All this is happening at a time when British politics is shifting sharply to the right, thanks in no small degree to the rise of the United Kingdom Independence Party (UKIP), whose chief appeal is to white English nationalists furiously resentful of both Britain’s involvement in the European Union and of its emergence as a quintessentially multicultural society. UKIP appeared to be marginalizing the EDL by affording a more mainstream vehicle for xenophobic white Britons, though since the Woolwich murder social media pages have indicated a surge of fresh support for the far-right groups.
The mordant British intellectual of the last century, Malcolm Muggeridge, was apt to deride newspaper editorials that greeted the outbreak of some grave crisis with the pious formula: “It is greatly to be hoped that all those of good will will unite and that wiser counsels will prevail.” Few can feel confident that good will and wiser counsels are going to prevail in the current combustible circumstances. What must fervently be hoped, however, is that, as after the 7/7 London bombings of 2005, Britain manages to live up to its vaunted name as a bastion of tolerance.
What is certain is that grave new harm has been done to Britain as a liberal political culture with a purported commitment to free speech and the pursuit of truth through rational argument and respect for facts. It was already difficult to discuss British foreign policy in considered, dispassionate terms. To be sure, there has been growing acceptance that the intervention of UK military forces alongside those of the US in Iraq and Afghanistan has not yielded the enhanced national security originally held out as its justification. Yet now — in the face of the mass outpouring of patriotic support for Britain’s armed forces that has followed the Woolwich murder, with endless talk of the heroism of British soldiers — sober deliberation on the whole issue of British military interventionism is likely to be harder than ever. There is, moreover, a sharpened public sense that the British government has failed to give soldiers the backing that they need, and it can hardly be denied that the British Army is experiencing drastic reduction in its funding and that ex-soldiers have been woefully ill-served by their political masters.
It is natural that people should find it unbearable to contemplate the possibility that their country’s soldiers have died in vain, even if — perhaps especially if — that is what the evidence suggests. And yet how many firmly believe that the military action that Britain has undertaken over the past decade and more has been other than counterproductive? If pressed, not a few would probably acknowledge that in Afghanistan and in Iraq Britain has squandered much blood and treasure, and that its leaders have been far too prone to forget that Britain long ago ceased to be a great world power with a self-appointed role as a global policeman. The consensus of opinion might even be that a rational UK response to the terrorist threat would have been not to embark on military action in foreign parts at all but to pour resources into domestic security.

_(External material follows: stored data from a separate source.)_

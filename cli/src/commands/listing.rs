use anyhow::{Context, Result};
use chrono::{DateTime, Utc};
use colored::Colorize;
use tracing::info;

use janitor_orchestrator::listing::list_executions;
use janitor_orchestrator::{CleanupConfig, Execution, RundeckClient};

pub async fn run(config: &CleanupConfig) -> Result<()> {
    let api = RundeckClient::from_config(config).context("Failed to create Rundeck client")?;
    let filter = config.listing_filter();

    let listed = list_executions(&api, &filter).await?;
    let mut total = 0;
    for (project, executions) in &listed {
        for execution in executions {
            println!("{}", describe(project, execution));
        }
        total += executions.len();
    }

    info!(
        projects = listed.len(),
        executions = total,
        only_running = filter.only_running,
        "Listed {} executions",
        total
    );
    Ok(())
}

fn describe(project: &str, execution: &Execution) -> String {
    let mut line = format!(
        "[{}] - Job '{}' is {}",
        project,
        execution.job_name().unwrap_or("<adhoc>"),
        status_colored(&execution.status)
    );
    if let Some(at) = execution.finished_at() {
        line.push_str(&format!(" ({})", format_elapsed(at).dimmed()));
    }
    line
}

fn status_colored(status: &str) -> String {
    match status {
        "succeeded" => status.green().to_string(),
        "failed" | "failed-with-retry" | "timedout" => status.red().to_string(),
        "running" => status.yellow().to_string(),
        "aborted" | "scheduled" => status.dimmed().to_string(),
        _ => status.to_string(),
    }
}

fn format_elapsed(at: DateTime<Utc>) -> String {
    chrono_humanize::HumanTime::from(at).to_string()
}
pub mod cleanup;
pub mod listing;
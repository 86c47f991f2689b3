// Rundeck execution cleanup: API and database gateways plus the orchestrator driving them
pub mod api;
pub mod cleanup;
pub mod config;
pub mod db;
pub mod error;
pub mod interrupt;
pub mod listing;
pub mod models;
pub mod pagination;
pub mod retry;

pub use api::{ApiClient, HttpGateway, RundeckClient};
pub use cleanup::{CleanupOptions, Orchestrator, ScopeFilter};
pub use config::{CleanupConfig, ExecutionMode, KeepTime};
pub use db::{Database, DbClient};
pub use error::{CleanupError, Result};
pub use interrupt::{InterruptGuard, NeverInterrupt};
pub use listing::ListingFilter;
pub use models::{CleanupSummary, Execution, Scope};
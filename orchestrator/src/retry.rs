//! Retry with a fixed backoff for paired deletions and orphan cleanup.
//!
//! `attempts` is the total number of tries, the first one included, so a
//! policy of 5 never makes a sixth call.

use std::fmt::Display;
use std::time::Duration;

use tracing::{debug, warn};

use crate::error::{CleanupError, Result};

#[derive(Debug, Clone, Copy, PartialEq, Eq)]
pub struct RetryPolicy {
  pub attempts: u32,
  pub delay: Duration,
}

impl RetryPolicy {
  pub fn new(attempts: u32, delay: Duration) -> Self {
    Self {
      attempts: attempts.max(1),
      delay,
    }
  }

  pub fn start(&self) -> Backoff {
    Backoff {
      policy: *self,
      failures: 0,
    }
  }
}

/// Tracks failed attempts of one retried unit of work.
///
/// ```ignore
/// let mut backoff = policy.start();
/// loop {
///     match do_work().await {
///         Ok(value) => break value,
///         Err(err) => backoff.wait(err, &scope).await?,
///     }
/// }
/// ```
#[derive(Debug)]
pub struct Backoff {
  policy: RetryPolicy,
  failures: u32,
}

impl Backoff {
  /// Attempts made so far, failed ones included.
  pub fn attempts(&self) -> u32 {
    self.failures
  }

  /// Record a failed attempt. Sleeps and returns `Ok(())` when another
  /// attempt is allowed, otherwise hands the error back.
  pub async fn wait(&mut self, err: CleanupError, label: &(dyn Display + Sync)) -> Result<()> {
    self.failures += 1;

    if !err.is_retryable() {
      debug!(scope = %label, error = %err, "Not retrying non-transient failure");
      return Err(err);
    }

    if self.failures >= self.policy.attempts {
      warn!(
        scope = %label,
        error = %err,
        attempts = self.failures,
        "Giving up after all retry attempts"
      );
      return Err(err);
    }

    warn!(
      scope = %label,
      error = %err,
      attempt = self.failures,
      max_attempts = self.policy.attempts,
      delay_secs = self.policy.delay.as_secs(),
      "{} #{} try not successful. Trying again in {} seconds...",
      label,
      self.failures,
      self.policy.delay.as_secs()
    );
    tokio::time::sleep(self.policy.delay).await;
    Ok(())
  }
}
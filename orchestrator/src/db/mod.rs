pub mod orphans;
pub mod workflows;

use async_trait::async_trait;
use sqlx::{AnyConnection, Connection};

use crate::config::DatabaseConfig;
use crate::error::Result;
use crate::models::{DeletedRows, OrphanSet, WorkflowRefs};

/// Upper bound on ids bound into a single `IN (...)` list.
pub(crate) const BIND_CHUNK: usize = 500;

/// Workflow-table operations the cleanup orchestrator needs.
#[cfg_attr(test, mockall::automock)]
#[async_trait]
pub trait DbClient: Send + Sync {
  /// Workflow and workflow-step ids referenced by `execution_ids`.
  async fn resolve_workflows(&self, execution_ids: &[i64]) -> Result<WorkflowRefs>;

  /// Delete the given workflow rows (join rows first when `unoptimized`).
  async fn delete_workflows(&self, refs: &WorkflowRefs, unoptimized: bool) -> Result<DeletedRows>;

  async fn find_orphans(&self, unoptimized: bool) -> Result<OrphanSet>;

  async fn delete_orphans(&self, orphans: &OrphanSet) -> Result<DeletedRows>;
}

/// Placeholder syntax of the backend behind the `Any` driver.
#[derive(Debug, Clone, Copy, PartialEq, Eq)]
pub enum Dialect {
  /// `$1, $2, ...`
  Postgres,
  /// `?, ?, ...` (MySQL, SQLite)
  QuestionMark,
}

impl Dialect {
  pub fn from_url(url: &str) -> Self {
    if url.starts_with("postgres://") || url.starts_with("postgresql://") {
      Dialect::Postgres
    } else {
      Dialect::QuestionMark
    }
  }

  pub fn placeholders(self, count: usize) -> String {
    match self {
      Dialect::Postgres => (1..=count)
        .map(|n| format!("${}", n))
        .collect::<Vec<_>>()
        .join(", "),
      Dialect::QuestionMark => vec!["?"; count].join(", "),
    }
  }
}

/// Database gateway. Holds no connection; every logical operation opens its
/// own and closes it before returning.
#[derive(Clone)]
pub struct Database {
  url: String,
  dialect: Dialect,
}

impl Database {
  pub fn new(url: impl Into<String>) -> Self {
    sqlx::any::install_default_drivers();
    let url = url.into();
    let dialect = Dialect::from_url(&url);
    Self { url, dialect }
  }

  pub fn from_config(config: &DatabaseConfig) -> Self {
    Self::new(config.url.clone())
  }

  pub(crate) async fn connect(&self) -> Result<AnyConnection> {
    let conn = AnyConnection::connect(&self.url).await?;
    tracing::debug!(backend = conn.backend_name(), "Opened database connection");
    Ok(conn)
  }

  /// Run `template` once per chunk of `ids`, with `{ids}` replaced by the
  /// chunk's placeholders, and collect the first column. NULLs are skipped.
  pub(crate) async fn select_ids_in(
    &self,
    conn: &mut AnyConnection,
    template: &str,
    ids: &[i64],
  ) -> Result<Vec<i64>> {
    let mut found = Vec::new();
    for chunk in ids.chunks(BIND_CHUNK) {
      let sql = template.replace("{ids}", &self.dialect.placeholders(chunk.len()));
      let mut query = sqlx::query_scalar::<_, Option<i64>>(&sql);
      for id in chunk {
        query = query.bind(*id);
      }
      found.extend(query.fetch_all(&mut *conn).await?.into_iter().flatten());
    }
    Ok(found)
  }

  /// Chunked `DELETE ... IN (...)`; returns the affected row count.
  pub(crate) async fn delete_ids_in(
    &self,
    conn: &mut AnyConnection,
    template: &str,
    ids: &[i64],
  ) -> Result<u64> {
    let mut affected = 0;
    for chunk in ids.chunks(BIND_CHUNK) {
      let sql = template.replace("{ids}", &self.dialect.placeholders(chunk.len()));
      let mut query = sqlx::query(&sql);
      for id in chunk {
        query = query.bind(*id);
      }
      affected += query.execute(&mut *conn).await?.rows_affected();
    }
    Ok(affected)
  }

  /// Join rows, then steps, then workflows, committed together. Any failure
  /// drops the transaction uncommitted, which rolls it back.
  pub(crate) async fn delete_workflow_rows(
    &self,
    join_workflow_ids: Option<&[i64]>,
    workflow_step_ids: &[i64],
    workflow_ids: &[i64],
  ) -> Result<DeletedRows> {
    let join_workflow_ids = join_workflow_ids.unwrap_or_default();
    if join_workflow_ids.is_empty() && workflow_step_ids.is_empty() && workflow_ids.is_empty() {
      return Ok(DeletedRows::default());
    }

    let mut conn = self.connect().await?;
    let mut tx = conn.begin().await?;
    let mut deleted = DeletedRows::default();

    deleted.join_rows = self
      .delete_ids_in(
        &mut tx,
        "DELETE FROM workflow_workflow_step WHERE workflow_commands_id IN ({ids})",
        join_workflow_ids,
      )
      .await?;
    deleted.workflow_steps = self
      .delete_ids_in(&mut tx, "DELETE FROM workflow_step WHERE id IN ({ids})", workflow_step_ids)
      .await?;
    deleted.workflows = self
      .delete_ids_in(&mut tx, "DELETE FROM workflow WHERE id IN ({ids})", workflow_ids)
      .await?;

    tx.commit().await?;
    conn.close().await?;

    tracing::debug!(
      join_rows = deleted.join_rows,
      workflow_steps = deleted.workflow_steps,
      workflows = deleted.workflows,
      "Deleted workflow rows"
    );
    Ok(deleted)
  }
}

#[async_trait]
impl DbClient for Database {
  async fn resolve_workflows(&self, execution_ids: &[i64]) -> Result<WorkflowRefs> {
    Database::resolve_workflows(self, execution_ids).await
  }

  async fn delete_workflows(&self, refs: &WorkflowRefs, unoptimized: bool) -> Result<DeletedRows> {
    Database::delete_workflows(self, refs, unoptimized).await
  }

  async fn find_orphans(&self, unoptimized: bool) -> Result<OrphanSet> {
    Database::find_orphans(self, unoptimized).await
  }

  async fn delete_orphans(&self, orphans: &OrphanSet) -> Result<DeletedRows> {
    Database::delete_orphans(self, orphans).await
  }
}
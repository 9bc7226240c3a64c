use env_logger::Env;

/// Console logging at `info` unless `RUST_LOG` says otherwise.
pub fn init() {
    if let Err(e) = env_logger::Builder::from_env(Env::default().default_filter_or("info"))
        .format_target(false)
        .try_init()
    {
        eprintln!("[Startup] Failed to initialize logging: {}", e);
    }
}

#[cfg(test)]
mod tests {
    use super::*;

    #[test]
    fn second_init_does_not_panic() {
        init();
        init();
        log::info!("[Startup] logging still works");
    }
}
//! Starts `node server.js` from ./backend, serves ./dist on port 3000 and
//! opens the browser a second later.

use std::process::ExitCode;

use dist_launcher::{config, logging, LaunchConfig, LaunchError};

async fn run() -> Result<(), LaunchError> {
    let base = config::supervised_base_dir()?;
    log::info!("[Startup] Base dir: {}", base.display());
    dist_launcher::launch(LaunchConfig::supervised(&base)).await
}

#[tokio::main]
async fn main() -> ExitCode {
    logging::init();

    match run().await {
        Ok(()) => ExitCode::SUCCESS,
        Err(e) => {
            log::error!("{}", e);
            ExitCode::FAILURE
        }
    }
}
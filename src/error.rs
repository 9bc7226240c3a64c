use std::io;
use std::net::SocketAddr;
use std::path::PathBuf;

/// Everything that can go wrong between startup and the serve loop.
#[derive(Debug, thiserror::Error)]
pub enum LaunchError {
    #[error("Failed to start {program} in {}: {source}", .working_dir.display())]
    StartupFailure {
        program: String,
        working_dir: PathBuf,
        #[source]
        source: io::Error,
    },

    #[error("Directory {} does not exist", .0.display())]
    MissingDirectory(PathBuf),

    #[error("Failed to bind {addr}: {source}")]
    ListenerBind {
        addr: SocketAddr,
        #[source]
        source: io::Error,
    },

    #[error("Server error: {0}")]
    Serve(#[source] io::Error),

    #[error("Could not determine working directory: {0}")]
    WorkingDirectory(#[source] io::Error),

    #[error("Failed to run {program}: {source}")]
    BrowserOpen {
        program: String,
        #[source]
        source: io::Error,
    },

    #[error("Unsupported platform: {0}")]
    UnsupportedPlatform(String),
}
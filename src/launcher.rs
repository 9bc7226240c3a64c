//! Startup choreography: backend, root check, bind, delayed browser open,
//! then serve until the process dies.

use std::net::SocketAddr;
use std::path::PathBuf;

use tokio::net::TcpListener;
use tokio_util::sync::{CancellationToken, DropGuard};

use crate::backend::{self, BackendProcess};
use crate::browser;
use crate::config::LaunchConfig;
use crate::error::LaunchError;
use crate::server;

/// Browser opener used by `Launcher::new`.
pub type OpenFn = fn(&str) -> Result<(), LaunchError>;

/// Runs the startup steps in order. Any failure before `serve` is fatal.
pub struct Launcher<O = OpenFn> {
    config: LaunchConfig,
    open: O,
}

impl Launcher {
    pub fn new(config: LaunchConfig) -> Self {
        Self {
            config,
            open: browser::open_default_browser,
        }
    }
}

impl<O> Launcher<O>
where
    O: FnOnce(&str) -> Result<(), LaunchError> + Send + 'static,
{
    /// Replace the browser opener.
    pub fn with_opener<P>(self, open: P) -> Launcher<P>
    where
        P: FnOnce(&str) -> Result<(), LaunchError> + Send + 'static,
    {
        Launcher {
            config: self.config,
            open,
        }
    }

    /// Everything up to and including the browser-open schedule.
    pub async fn start(self) -> Result<Running, LaunchError> {
        let Launcher { mut config, open } = self;

        let backend = match &config.backend {
            Some(cmd) => Some(backend::launch(cmd)?),
            None => {
                log::info!("[Startup] No backend configured, serving frontend only");
                None
            }
        };

        server::validate_root(&config.static_root)?;

        let listener = server::bind(config.bind_addr()).await?;
        let local_addr = listener
            .local_addr()
            .map_err(|source| LaunchError::ListenerBind {
                addr: config.bind_addr(),
                source,
            })?;

        // Actual port, in case 0 was requested.
        config.port = local_addr.port();
        let shutdown = CancellationToken::new();
        browser::schedule_browser_open(
            config.url(),
            config.browser_open_delay,
            shutdown.clone(),
            open,
        );

        Ok(Running {
            listener,
            local_addr,
            static_root: config.static_root,
            backend,
            shutdown: shutdown.drop_guard(),
        })
    }
}

/// A bound launcher, ready to serve.
pub struct Running {
    listener: TcpListener,
    local_addr: SocketAddr,
    static_root: PathBuf,
    backend: Option<BackendProcess>,
    shutdown: DropGuard,
}

impl Running {
    pub fn local_addr(&self) -> SocketAddr {
        self.local_addr
    }

    /// Serve until an I/O error. A pending browser open is cancelled when
    /// this returns.
    pub async fn serve(self) -> Result<(), LaunchError> {
        let Running {
            listener,
            static_root,
            backend: _backend,
            shutdown,
            ..
        } = self;

        let result = server::serve(listener, &static_root).await;
        drop(shutdown);
        result
    }
}

/// Run the whole launcher with the real browser opener.
pub async fn launch(config: LaunchConfig) -> Result<(), LaunchError> {
    Launcher::new(config).start().await?.serve().await
}
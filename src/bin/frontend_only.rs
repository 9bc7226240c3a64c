//! Serves ./dist on port 3000 and opens the browser straight away. No backend.

use std::process::ExitCode;

use dist_launcher::{config, logging, LaunchConfig, LaunchError};

async fn run() -> Result<(), LaunchError> {
    let cwd = config::working_dir()?;
    dist_launcher::launch(LaunchConfig::frontend_only(&cwd)).await
}

#[tokio::main]
async fn main() -> ExitCode {
    logging::init();

    match run().await {
        Ok(()) => ExitCode::SUCCESS,
        Err(e) => {
            log::error!("{}", e);
            ExitCode::FAILURE
        }
    }
}
//! Launch Configuration
//!
//! Fixed port and directory layout for both launcher variants, plus the
//! base-directory lookup used to find them.

use std::env;
use std::net::SocketAddr;
use std::path::{Path, PathBuf};
use std::time::Duration;

use crate::error::LaunchError;

/// Port the frontend is served on.
pub const DEFAULT_PORT: u16 = 3000;

/// Frontend bundle directory, relative to the base directory.
pub const DIST_DIR: &str = "dist";

/// Backend directory, relative to the base directory.
pub const BACKEND_DIR: &str = "backend";

/// External process started before the frontend is served.
#[derive(Debug, Clone, PartialEq, Eq)]
pub struct BackendCommand {
    pub working_dir: PathBuf,
    pub program: String,
    pub args: Vec<String>,
}

impl BackendCommand {
    pub fn new<I, S>(working_dir: impl Into<PathBuf>, program: impl Into<String>, args: I) -> Self
    where
        I: IntoIterator<Item = S>,
        S: Into<String>,
    {
        Self {
            working_dir: working_dir.into(),
            program: program.into(),
            args: args.into_iter().map(Into::into).collect(),
        }
    }

    /// `node server.js` inside `<base>/backend`
    pub fn node_server(base: &Path) -> Self {
        Self::new(base.join(BACKEND_DIR), "node", ["server.js"])
    }
}

/// Everything the launcher needs, built once at startup and never mutated.
#[derive(Debug, Clone, PartialEq, Eq)]
pub struct LaunchConfig {
    /// Directory served over HTTP
    pub static_root: PathBuf,
    /// TCP port, bound on all interfaces
    pub port: u16,
    /// Backend to start first, if any
    pub backend: Option<BackendCommand>,
    /// How long to wait after binding before opening the browser
    pub browser_open_delay: Duration,
}

impl LaunchConfig {
    /// Backend + frontend, browser opened one second after bind.
    pub fn supervised(base: &Path) -> Self {
        Self {
            static_root: base.join(DIST_DIR),
            port: DEFAULT_PORT,
            backend: Some(BackendCommand::node_server(base)),
            browser_open_delay: Duration::from_secs(1),
        }
    }

    /// Frontend only, browser opened right after bind.
    pub fn frontend_only(base: &Path) -> Self {
        Self {
            static_root: base.join(DIST_DIR),
            port: DEFAULT_PORT,
            backend: None,
            browser_open_delay: Duration::ZERO,
        }
    }

    pub fn with_port(mut self, port: u16) -> Self {
        self.port = port;
        self
    }

    pub fn bind_addr(&self) -> SocketAddr {
        SocketAddr::from(([0, 0, 0, 0], self.port))
    }

    /// URL opened in the browser.
    pub fn url(&self) -> String {
        format!("http://localhost:{}", self.port)
    }
}

/// Current working directory, the base for the frontend-only variant.
pub fn working_dir() -> Result<PathBuf, LaunchError> {
    env::current_dir().map_err(LaunchError::WorkingDirectory)
}

/// Base directory for the supervised variant.
///
/// A packaged build keeps `dist` next to the executable; otherwise fall
/// back to the working directory (development runs, `cargo run`).
pub fn supervised_base_dir() -> Result<PathBuf, LaunchError> {
    let exe_dir = env::current_exe()
        .ok()
        .and_then(|p| p.parent().map(Path::to_path_buf));

    let cwd = working_dir()?;
    Ok(pick_base_dir(exe_dir.as_deref(), &cwd))
}

fn pick_base_dir(exe_dir: Option<&Path>, cwd: &Path) -> PathBuf {
    if let Some(dir) = exe_dir {
        if dir.join(DIST_DIR).is_dir() {
            log::info!("[Startup] Using bundle next to executable: {}", dir.display());
            return dir.to_path_buf();
        }
    }
    cwd.to_path_buf()
}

Following the Woolwich killing, UK Prime Minister David Cameron spoke of Britons being united in their determination to face down the terrorist threat. In some sense this may be true. Certainly the great majority are united in their horror of what happened. Yet in a deeper sense it is emotive humbug. For Cameron presides over a government whose policies are worsening the divisions of what was already a divided and dysfunctional society, brimming with alienated and often desperate individuals. In truth, Britain is mired in a mental and moral mess, one made all the more intractable by the tenacity of the national conviction that British military actions serve not just the United Kingdom but the cause of universal justice.